Arrogance and thinking you can beat the market have cost Blue Label Telecoms dearly, said Sasfin Securities deputy chairman David Shapiro.
Blue Label Telecoms’ share price has plummeted from R21.00 per share to under R3.00 per share after it bought a 45% stake in Cell C for R5.5 billion.
This share price slump shaved billions off the value of Blue Label Telecoms, and the situation remains dire.
The company announced today that its basic, headline, and core headline earnings per share for the year ended 31 May 2019 are expected to decrease by more than 20%.
While the core businesses of the Blue Label group continued to generate profits, Cell C’s trading losses were partly to blame for dragging the company down.
Blue Label delays financial results
While the lower headline earnings per share is a cause for concern, the biggest shock came when it delayed its financial results because of issues related to Cell C.
Blue Label said its audit for the year ended May 2019 was ‘substantially complete’, but that it was in the process of determining the valuation of its investment in Cell C.
This valuation, the company said, “incorporates the effects of the transactions that are currently in progress” which will have “an impact on the carrying value of the investment”.
This delay, which means Blue Label’s results will only be available four months after its year-end, shook investors, and the company’s share price plummeted to an all-time low.
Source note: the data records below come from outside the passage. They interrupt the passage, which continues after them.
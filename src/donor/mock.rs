//! In-memory donor replica set for tests and local runs.
//!
//! Nodes carry their own copy of the log and the session-transaction
//! table; harnesses mutate them mid-flight to stage failover and
//! concurrent-write scenarios.

use std::collections::{BTreeMap, HashMap};
use std::sync::atomic::{AtomicBool, Ordering};
use std::sync::{Arc, Mutex};

use async_trait::async_trait;

use crate::donor::address::ReplicaSetAddress;
use crate::donor::connection::{ConnectionId, DonorConnection, QueryError};
use crate::donor::timeline::{TransactionRecord, TransactionState};
use crate::donor::topology::{DonorCluster, DonorDirectory, MemberView, TopologyView};
use crate::optime::OpTime;

#[derive(Debug)]
struct NodeState {
    alive: bool,
    is_primary: bool,
    tags: BTreeMap<String, String>,
    oplog: Vec<OpTime>,
    transactions: Vec<TransactionRecord>,
}

#[derive(Debug)]
struct MockNode {
    address: String,
    state: Mutex<NodeState>,
}

/// A donor replica set held entirely in memory.
///
/// Clones share node state, so a harness can keep one handle for staging
/// while a directory hands another to the resolver.
#[derive(Clone)]
pub struct MockReplicaSet {
    set_name: String,
    nodes: Vec<Arc<MockNode>>,
}

impl MockReplicaSet {
    /// Build a set with `members` nodes named `<set>-<i>.mock:27017`.
    /// With `has_primary`, the first node starts as primary.
    pub fn new(set_name: &str, members: usize, has_primary: bool) -> Self {
        let nodes = (0..members)
            .map(|i| {
                Arc::new(MockNode {
                    address: format!("{set_name}-{i}.mock:27017"),
                    state: Mutex::new(NodeState {
                        alive: true,
                        is_primary: has_primary && i == 0,
                        tags: BTreeMap::new(),
                        oplog: Vec::new(),
                        transactions: Vec::new(),
                    }),
                })
            })
            .collect();
        Self {
            set_name: set_name.to_string(),
            nodes,
        }
    }

    pub fn set_name(&self) -> &str {
        &self.set_name
    }

    /// Member addresses in topology order.
    pub fn hosts(&self) -> Vec<String> {
        self.nodes.iter().map(|node| node.address.clone()).collect()
    }

    /// The `set/host,host` descriptor for this set.
    pub fn connection_string(&self) -> String {
        format!("{}/{}", self.set_name, self.hosts().join(","))
    }

    fn node(&self, address: &str) -> Option<&Arc<MockNode>> {
        self.nodes.iter().find(|node| node.address == address)
    }

    fn with_node_state(&self, address: &str, f: impl FnOnce(&mut NodeState)) {
        if let Some(node) = self.node(address) {
            f(&mut node.state.lock().expect("mock node poisoned"));
        }
    }

    /// Take the member down. Existing connections to it go dead too.
    pub fn kill(&self, address: &str) {
        self.with_node_state(address, |state| state.alive = false);
    }

    pub fn restore(&self, address: &str) {
        self.with_node_state(address, |state| state.alive = true);
    }

    /// Promote the member, demoting whoever else was primary.
    pub fn step_up(&self, address: &str) {
        for node in &self.nodes {
            let mut state = node.state.lock().expect("mock node poisoned");
            state.is_primary = node.address == address;
        }
    }

    pub fn tag_member(&self, address: &str, key: &str, value: &str) {
        self.with_node_state(address, |state| {
            state.tags.insert(key.to_string(), value.to_string());
        });
    }

    /// Replace every member's log with a single entry at `position`.
    pub fn set_top_of_log(&self, position: OpTime) {
        for node in &self.nodes {
            let mut state = node.state.lock().expect("mock node poisoned");
            state.oplog.clear();
            state.oplog.push(position);
        }
    }

    /// Append an entry to every member's log.
    pub fn append_log(&self, position: OpTime) {
        for node in &self.nodes {
            let mut state = node.state.lock().expect("mock node poisoned");
            state.oplog.push(position);
        }
    }

    /// Insert a session-transaction record on every member.
    pub fn insert_transaction(&self, record: TransactionRecord) {
        for node in &self.nodes {
            let mut state = node.state.lock().expect("mock node poisoned");
            state.transactions.push(record.clone());
        }
    }
}

#[async_trait]
impl DonorCluster for MockReplicaSet {
    async fn topology(&self) -> Result<TopologyView, QueryError> {
        let members = self
            .nodes
            .iter()
            .map(|node| {
                let state = node.state.lock().expect("mock node poisoned");
                MemberView {
                    address: node.address.clone(),
                    is_primary: state.is_primary,
                    reachable: state.alive,
                    tags: state.tags.clone(),
                }
            })
            .collect();
        Ok(TopologyView {
            set_name: self.set_name.clone(),
            members,
        })
    }

    async fn connect(&self, address: &str) -> Result<Box<dyn DonorConnection>, QueryError> {
        let node = self
            .node(address)
            .ok_or_else(|| QueryError::Unreachable(address.to_string()))?;
        if !node.state.lock().expect("mock node poisoned").alive {
            return Err(QueryError::Unreachable(address.to_string()));
        }
        Ok(Box::new(MockConnection {
            id: ConnectionId::generate(),
            closed: AtomicBool::new(false),
            node: node.clone(),
        }))
    }
}

struct MockConnection {
    id: ConnectionId,
    closed: AtomicBool,
    node: Arc<MockNode>,
}

impl MockConnection {
    fn check_link(&self) -> Result<(), QueryError> {
        if self.closed.load(Ordering::SeqCst) {
            return Err(QueryError::Unreachable(self.node.address.clone()));
        }
        if !self.node.state.lock().expect("mock node poisoned").alive {
            return Err(QueryError::Unreachable(self.node.address.clone()));
        }
        Ok(())
    }
}

#[async_trait]
impl DonorConnection for MockConnection {
    fn id(&self) -> ConnectionId {
        self.id
    }

    fn server_address(&self) -> String {
        self.node.address.clone()
    }

    fn is_connected(&self) -> bool {
        !self.closed.load(Ordering::SeqCst)
            && self.node.state.lock().expect("mock node poisoned").alive
    }

    fn close(&self) {
        self.closed.store(true, Ordering::SeqCst);
    }

    async fn latest_log_position(&self) -> Result<OpTime, QueryError> {
        self.check_link()?;
        let state = self.node.state.lock().expect("mock node poisoned");
        state
            .oplog
            .iter()
            .max()
            .copied()
            .ok_or_else(|| QueryError::EmptyLog(self.node.address.clone()))
    }

    async fn transactions_in_state(
        &self,
        txn_state: TransactionState,
    ) -> Result<Vec<TransactionRecord>, QueryError> {
        self.check_link()?;
        let state = self.node.state.lock().expect("mock node poisoned");
        Ok(state
            .transactions
            .iter()
            .filter(|record| record.state == txn_state)
            .cloned()
            .collect())
    }
}

/// Directory over a fixed set of mock replica sets, keyed by set name.
#[derive(Default)]
pub struct MockDonorDirectory {
    sets: Mutex<HashMap<String, Arc<MockReplicaSet>>>,
}

impl MockDonorDirectory {
    pub fn new() -> Self {
        Self::default()
    }

    pub fn add(&self, set: &MockReplicaSet) {
        let mut sets = self.sets.lock().expect("mock directory poisoned");
        sets.insert(set.set_name().to_string(), Arc::new(set.clone()));
    }
}

impl DonorDirectory for MockDonorDirectory {
    fn cluster(&self, address: &ReplicaSetAddress) -> Option<Arc<dyn DonorCluster>> {
        let sets = self.sets.lock().expect("mock directory poisoned");
        sets.get(&address.set_name)
            .map(|set| set.clone() as Arc<dyn DonorCluster>)
    }
}

#[cfg(test)]
mod tests {
    use super::*;
    use crate::optime::Timestamp;

    #[tokio::test]
    async fn topology_reflects_kills_and_step_up() {
        let set = MockReplicaSet::new("donorSet", 3, true);
        let hosts = set.hosts();

        let view = set.topology().await.expect("topology");
        assert_eq!(view.primary().map(|m| m.address.clone()), Some(hosts[0].clone()));
        assert!(view.members.iter().all(|m| m.reachable));

        set.kill(&hosts[0]);
        set.step_up(&hosts[2]);
        let view = set.topology().await.expect("topology");
        assert!(!view.members[0].reachable);
        assert_eq!(view.primary().map(|m| m.address.clone()), Some(hosts[2].clone()));
    }

    #[tokio::test]
    async fn connect_to_dead_member_fails() {
        let set = MockReplicaSet::new("donorSet", 2, true);
        let hosts = set.hosts();
        set.kill(&hosts[1]);
        let err = set.connect(&hosts[1]).await.err().expect("dead member");
        assert!(matches!(err, QueryError::Unreachable(_)));
    }

    #[tokio::test]
    async fn connections_are_distinct_objects() {
        let set = MockReplicaSet::new("donorSet", 1, true);
        let hosts = set.hosts();
        let a = set.connect(&hosts[0]).await.expect("connect");
        let b = set.connect(&hosts[0]).await.expect("connect");
        assert_ne!(a.id(), b.id());
        assert_eq!(a.server_address(), b.server_address());
    }

    #[tokio::test]
    async fn latest_position_is_log_maximum_and_empty_log_errors() {
        let set = MockReplicaSet::new("donorSet", 1, true);
        let hosts = set.hosts();
        let conn = set.connect(&hosts[0]).await.expect("connect");

        let err = conn.latest_log_position().await.expect_err("empty log");
        assert!(matches!(err, QueryError::EmptyLog(_)));

        set.append_log(OpTime::new(Timestamp::new(5, 1), 1));
        set.append_log(OpTime::new(Timestamp::new(6, 1), 1));
        let top = conn.latest_log_position().await.expect("top");
        assert_eq!(top, OpTime::new(Timestamp::new(6, 1), 1));
    }

    #[tokio::test]
    async fn closed_connection_goes_dead() {
        let set = MockReplicaSet::new("donorSet", 1, true);
        let conn = set.connect(&set.hosts()[0]).await.expect("connect");
        assert!(conn.is_connected());
        conn.close();
        assert!(!conn.is_connected());
        assert!(conn.latest_log_position().await.is_err());
    }
}
//! Terminal error taxonomy for migration instances.
//!
//! Every variant here is terminal for the in-memory instance that hits it.
//! The completion handle resolves with the error exactly once; durable
//! state documents are never deleted on an error path.

use thiserror::Error;

use crate::document::ReadPreferenceMode;

/// A terminal migration failure.
///
/// Cloneable so a resolved completion value can be observed by any number
/// of waiters.
#[derive(Debug, Clone, PartialEq, Eq, Error)]
pub enum MigrationError {
    /// The donor address did not denote a replica set. Raised before any
    /// network or directory lookup happens.
    #[error("donor address is not a replica set descriptor: {0}")]
    Parse(String),

    /// No donor member satisfied the read preference within the selection
    /// timeout. The state document is retained for an external retry
    /// decision.
    #[error("no donor member satisfied {preference} within {timeout_ms}ms")]
    Unsatisfiable {
        preference: ReadPreferenceMode,
        timeout_ms: u64,
    },

    /// A durable write was rejected because the local node is no longer
    /// the primary of the term this instance is bound to, or durability
    /// could not be satisfied.
    #[error("durable write rejected, local primary role lost: {0}")]
    PrimaryLost(String),

    /// Cooperative cancellation from a local step-down. Terminal for the
    /// in-memory instance only; the document survives.
    #[error("migration interrupted by local step-down")]
    Interrupted,

    /// A donor-side log or transaction-table read failed or was unusable.
    #[error("donor timeline query failed: {0}")]
    RemoteQuery(String),
}

impl From<crate::donor::address::AddressParseError> for MigrationError {
    fn from(err: crate::donor::address::AddressParseError) -> Self {
        Self::Parse(err.to_string())
    }
}

impl From<crate::store::StoreError> for MigrationError {
    fn from(err: crate::store::StoreError) -> Self {
        Self::PrimaryLost(err.to_string())
    }
}

impl From<crate::donor::connection::QueryError> for MigrationError {
    fn from(err: crate::donor::connection::QueryError) -> Self {
        Self::RemoteQuery(err.to_string())
    }
}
“Two smart jockeys on a bad horse”
Shapiro described Blue Label’s decision to buy a large stake in Cell C as a sad situation which hurt a good business.
He said Blue Label’s co-CEOs, brothers Brett and Mark Levy, can be described as “two smart jockeys on a bad horse”.
He said Cell C was failing when they bought a stake in the company and that these two good businessmen are struggling to turn it around.
“Sometimes it is arrogance. You always think you can beat the market or that you are better than the market. It is not the first time it has happened – the JSE is littered with similar stories,” he said.
Don’t enter an already saturated market
Speaking to Business Day TV, FNB Wealth and Investments’ Wayne McCurrie said there is a lesson which can be learned from Blue Label’s mistake – “Do not enter a saturated market”.
McCurrie said any company entering a saturated market has only one way to compete – lower prices.
This, however, means that it becomes a “race to the bottom” which is great for consumers, but bad for companies.
He said Cell C’s shareholders could not make the company work and it will be very difficult for any new shareholders to turn it around.
Some good news is that Cell C CEO Douglas Craigie Stevenson recently unveiled a turnaround plan to save the company.
This plan includes a recapitalisation programme aimed at extracting greater value from its roaming agreement and optimising its network revenue and usage.
In response to questions from MyBroadband about its investment in Cell C, Blue Label said its turnaround plan is on track.
“As you are aware, we are busy with transactions to restructure Cell C’s balance sheet and re-gear the company for a new operating model,” said Blue Label head of investor and media relations Nicola White.
“The transactions are progressing well, and we look forward to updating the market,” White added.